Where to practice bushcraft in the UK
Where To Practice Bushcraft In The UK
So you’ve recently got some new gear and now you want to get out and use it? Now its time to find out where to practice bushcraft skills in the uk.
When choosing a location there are few things to consider such as; land ownership, laws and bylaws, regulations and access codes which limit what can be done and where. This article will help you decide where to practice bushcraft in the UK.
Laws relevant to bushcraft
There are no laws relevant to bushcraft as a whole, however there are laws relating to activities that bushcrafters commonly practice like fire lighting, knife carrying, fishing and hunting for example.
Unlike other countries, most land in the UK is owned privately, by local authorities or the military. However, you’ll be pleased to hear there are exceptions to this. For instance, there is an abundance of public footpaths and trails across many beautiful landscapes in England and Wales that you are free to access – open access land. These public rights of way can be seen in the Landranger and Explorer series of Ordnance Survey maps and appear as a salmon colour round the boundary of the land – check the key for further details.
There are other areas of England and Wales where you have the ‘right to roam’ meaning you don’t just have to stick to footpaths. The Natural England department of the government have made this data available online.
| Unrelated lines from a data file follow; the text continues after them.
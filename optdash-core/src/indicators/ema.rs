//! Exponential Moving Average (EMA).
//!
//! EMA[t] = alpha * x[t] + (1 - alpha) * EMA[t-1], alpha = 2 / (period + 1).
//! Seed: EMA[period-1] = SMA of the first `period` values.
//! Lookback: period - 1.

use super::Indicator;
use crate::domain::PriceBar;

#[derive(Debug, Clone)]
pub struct Ema {
    period: usize,
    name: String,
}

impl Ema {
    pub fn new(period: usize) -> Self {
        assert!(period >= 1, "EMA period must be >= 1");
        Self {
            period,
            name: format!("ema_{period}"),
        }
    }
}

impl Indicator for Ema {
    fn name(&self) -> &str {
        &self.name
    }

    fn lookback(&self) -> usize {
        self.period.saturating_sub(1)
    }

    fn compute(&self, bars: &[PriceBar]) -> Vec<f64> {
        let closes: Vec<f64> = bars.iter().map(|b| b.close).collect();
        ema_of_series(&closes, self.period)
    }
}

/// EMA of an arbitrary series. A NaN in the seed window yields all NaN; a NaN
/// after the seed taints every later value.
pub fn ema_of_series(values: &[f64], period: usize) -> Vec<f64> {
    let n = values.len();
    let mut result = vec![f64::NAN; n];

    if n < period || period == 0 {
        return result;
    }

    let alpha = 2.0 / (period as f64 + 1.0);

    let mut sum = 0.0;
    for &v in values.iter().take(period) {
        if v.is_nan() {
            return result;
        }
        sum += v;
    }
    let seed = sum / period as f64;
    result[period - 1] = seed;

    let mut prev = seed;
    for i in period..n {
        if values[i].is_nan() {
            return result;
        }
        let ema = alpha * values[i] + (1.0 - alpha) * prev;
        result[i] = ema;
        prev = ema;
    }

    result
}

/// EMA of a series that starts with a NaN warm-up prefix (e.g. a MACD line).
///
/// The EMA is seeded on the first `period` values after the prefix, so the
/// output lookback is `prefix + period - 1`.
pub fn ema_after_warmup(values: &[f64], period: usize) -> Vec<f64> {
    let Some(start) = values.iter().position(|v| !v.is_nan()) else {
        return vec![f64::NAN; values.len()];
    };
    let mut result = vec![f64::NAN; start];
    result.extend(ema_of_series(&values[start..], period));
    result
}

#[cfg(test)]
mod tests {
    use super::*;
    use crate::indicators::{assert_approx, make_bars, DEFAULT_EPSILON};

    #[test]
    fn ema_period_1_equals_close() {
        let bars = make_bars(&[100.0, 200.0, 300.0]);
        let result = Ema::new(1).compute(&bars);
        assert_approx(result[0], 100.0, DEFAULT_EPSILON);
        assert_approx(result[2], 300.0, DEFAULT_EPSILON);
    }

    #[test]
    fn ema_3_known_values() {
        // alpha = 0.5, seed SMA(10,11,12) = 11, then 12, 13
        let bars = make_bars(&[10.0, 11.0, 12.0, 13.0, 14.0]);
        let result = Ema::new(3).compute(&bars);

        assert!(result[0].is_nan());
        assert!(result[1].is_nan());
        assert_approx(result[2], 11.0, DEFAULT_EPSILON);
        assert_approx(result[3], 12.0, DEFAULT_EPSILON);
        assert_approx(result[4], 13.0, DEFAULT_EPSILON);
    }

    #[test]
    fn ema_nan_in_seed_produces_all_nan() {
        let mut bars = make_bars(&[10.0, 11.0, 12.0, 13.0, 14.0]);
        bars[1].close = f64::NAN;
        assert!(Ema::new(3).compute(&bars).iter().all(|v| v.is_nan()));
    }

    #[test]
    fn ema_after_warmup_skips_prefix() {
        let series = [f64::NAN, f64::NAN, 10.0, 11.0, 12.0, 13.0];
        let result = ema_after_warmup(&series, 3);
        assert_eq!(result.len(), series.len());
        assert!(result[..4].iter().all(|v| v.is_nan()));
        assert_approx(result[4], 11.0, DEFAULT_EPSILON);
        assert_approx(result[5], 12.0, DEFAULT_EPSILON);
    }

    #[test]
    fn ema_after_warmup_all_nan() {
        let result = ema_after_warmup(&[f64::NAN; 4], 2);
        assert!(result.iter().all(|v| v.is_nan()));
    }

    #[test]
    fn ema_lookback() {
        assert_eq!(Ema::new(26).lookback(), 25);
    }
}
The MAGIC website provides interactive mapping about the natural environment across England in Wales. A really helpful tool to plan where you are going to venture.
If you are trying to find a private location to camp, always ask the landowner in advance. You might be pleasantly surprised to find that they will give permission. If not, keep trying until you find a suitable location – there’s no harm in asking. We would advise not to knock on a landowner’s door and unload on him/her all the activities that you want to carry out on their land. Instead, try a soft opening such as ‘I am interested in wild life observation and would like to explore some of the natural wildlife on your land, would this be okay?’ This is a great opening and over time can lead to permission to stay overnight, light fires, hunt, fish and all sorts of other activities you want to learn and practice.
In Scotland there is unhindered access to open countryside. This gives you the right to be on any land for recreational purposes including; hunting, shooting and fishing so long as it is done responsibly.
In Northern Ireland, public rights of way are comparatively limited. However many landowners have granted access to their land and much public land is accessible. This can also be found in Ordnance Survey Maps.
In England and Wales, wild camping is tolerated in many upland areas (which mostly coincides with open access land discussed above). If camping on privatey land, you must seek land owner’s permission first. The situation in Northern Ireland is very similar to England and Wales.
To have a campfire in England, Wales and Northern Ireland you must have landowner’s permission.
Having a campfire in Scotland is permitted. The outdoor access code also states “Wherever possible, use a stove rather than light an open fire. If you do wish to light an open fire, keep it small, under control, and supervised – fires that get out of control can cause major damage, for which you might be liable. Never light an open fire during prolonged dry periods or in areas such as forests, woods, farmland or on peaty ground or near to buildings or in cultural heritage sites where damage can be easily caused. Heed all advice at times of high risk. Remove all traces of an open fire before you leave.”
In the UK and Northern Ireland, it is illegal to uproot any wild plant without permission from the landowner. This includes digging out roots and tubers. However, picking flowers, leaves, berries, nuts, seeds and fungi is allowed in areas where legal access is granted.
Before using any snares you must obtain landowner’s permission and follow the codes of practice set out by Defra. There are restrictions on the use of snares in the UK under the Wildlife and Countryside Act 1981. There are also offences for snaring specific wild species and failing to check snares.
Where To Practice Bushcraft In The UK – Summary
There are some fantastic regions where you can practice elements of bushcraft in the UK. If you’re looking to roam freely and camp then head to open access land. For a more complete and legal wild camping experience, head to Scotland.
Many outdoor enthusiasts find accessing land to practice and hone their skills the biggest challenge to overcome. The key is to use your initiative and think smart. Yes, there is a lot of privately owned land which you are not automatically allowed to access, but using approaches like the one suggested earlier in this blog will break down these barriers and open up many opportunities for you.
If you don’t feel confident enough to knock on a landowner’s door and ask them for permission, then why not explore the abundance of open access land throughout the UK. I can almost guarantee you will find some hidden gems and great spots where you can discreetly set up and camp for the night and ‘leave no trace’ in the morning.
The best piece of advice we can offer you is to buy an ordinance survey map, scale 1:25 000 of your local area. Familiarise yourself with the key and then look for some nearby open access land. Grab your day pack and go exploring this weekend. If you find a nice secluded spot with preferential features, try an overnight camp. If you rinse and repeat this process, before you know it you will have several spots you can access whenever you have some free time.
Remember that it is important to experience all weathers and seasons, review your kit after each trip and try to refine you pack continuously. The only constant in life is change.
We hope this article has helped give you a better understanding of where to practice bushcraft in UK.